I don’t want to change them but I’m supposed to turn my clocks back an hour tonight.
Daylight Saving Time (DST) was invented for people like me whose work is ruled by the clock but who spend their leisure time outdoors. It’s really inconvenient for those who work by the solar day — farmers, for instance.
Though I like Daylight Saving Time I hate changing the clocks no matter which direction they’re going.
The twice yearly jog causes trouble for nationwide schedules, computer programs, and our sleep patterns. We saw this when DST’s start and end dates moved by law in 2007. Computers that missed the patch stayed on the old schedule. Most annoying to me was the computer that unlocked the doors for the business day but remained on Standard time in early March. It was too old to patch so we changed its time by hand. Three weeks later it “knew” to change to DST and was wrong again. Aaaaarrrggg! (We got a new computer.)

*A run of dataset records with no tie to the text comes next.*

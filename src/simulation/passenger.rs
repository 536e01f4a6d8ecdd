//! Passengers of the headless harness

use crate::dispatch::{Direction, Floor, PassengerId, Request};

/// A passenger in the simulation
///
/// The harness knows every passenger's destination from the start, but the
/// dispatcher only learns it on boarding.
#[derive(Debug, Clone, Copy, PartialEq, Eq)]
pub struct SimPassenger {
    pub id: PassengerId,
    pub origin: Floor,
    pub destination: Floor,
    pub spawned_at: u64,
    pub boarded_at: Option<u64>,
}

impl SimPassenger {
    pub fn new(id: PassengerId, origin: Floor, destination: Floor, spawned_at: u64) -> Self {
        Self {
            id,
            origin,
            destination,
            spawned_at,
            boarded_at: None,
        }
    }

    pub fn direction(&self) -> Direction {
        if self.destination > self.origin {
            Direction::Up
        } else {
            Direction::Down
        }
    }

    /// The pickup request announced for this passenger
    pub fn request(&self) -> Request {
        Request::new(self.id, self.origin, self.direction())
    }
}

Even worse are the clock-change effects on people. In March the loss of an hour makes everyone groggy. Studies have shown that there are significantly more workplace accidents on the Monday after we “spring forward.” Not only that, everyone’s grumpy for days! I am, too.
Most of the world doesn’t suffer through this. DST wasn’t standardized in the U.S. until 1966 and it’s not observed in Asia, Russia, most of Africa and most of South America. It’s not even observed in Arizona and Hawaii.
So why do we have Daylight Saving Time?
In a word: Lobbyists.
DST had a few early champions (G.V.Hudson, William Willett, and Pittsburgh’s Robert Garland) but it didn’t really catch on until lobbyists urged its use. The start and end dates moved in 2007 because the Sporting Goods Manufacturers Association and the National Association of Convenience Stores began lobbying for it in 2005. Their sales benefit from outdoor leisure time.
We don’t have to live like this. If I was in charge, we’d turn the clocks forward one night in March and we’d never go back.
I’m telling you, my clocks are just fine!
(photo in the public domain from Wikimedia Commons. Click on the photo to see the original.)
ITA!!!
Oh I agree about the time change I was told as a child that this was because more daylight was needed for working in the mills and it would save on electricity. I noticed the cows in the field tho didn’t change much.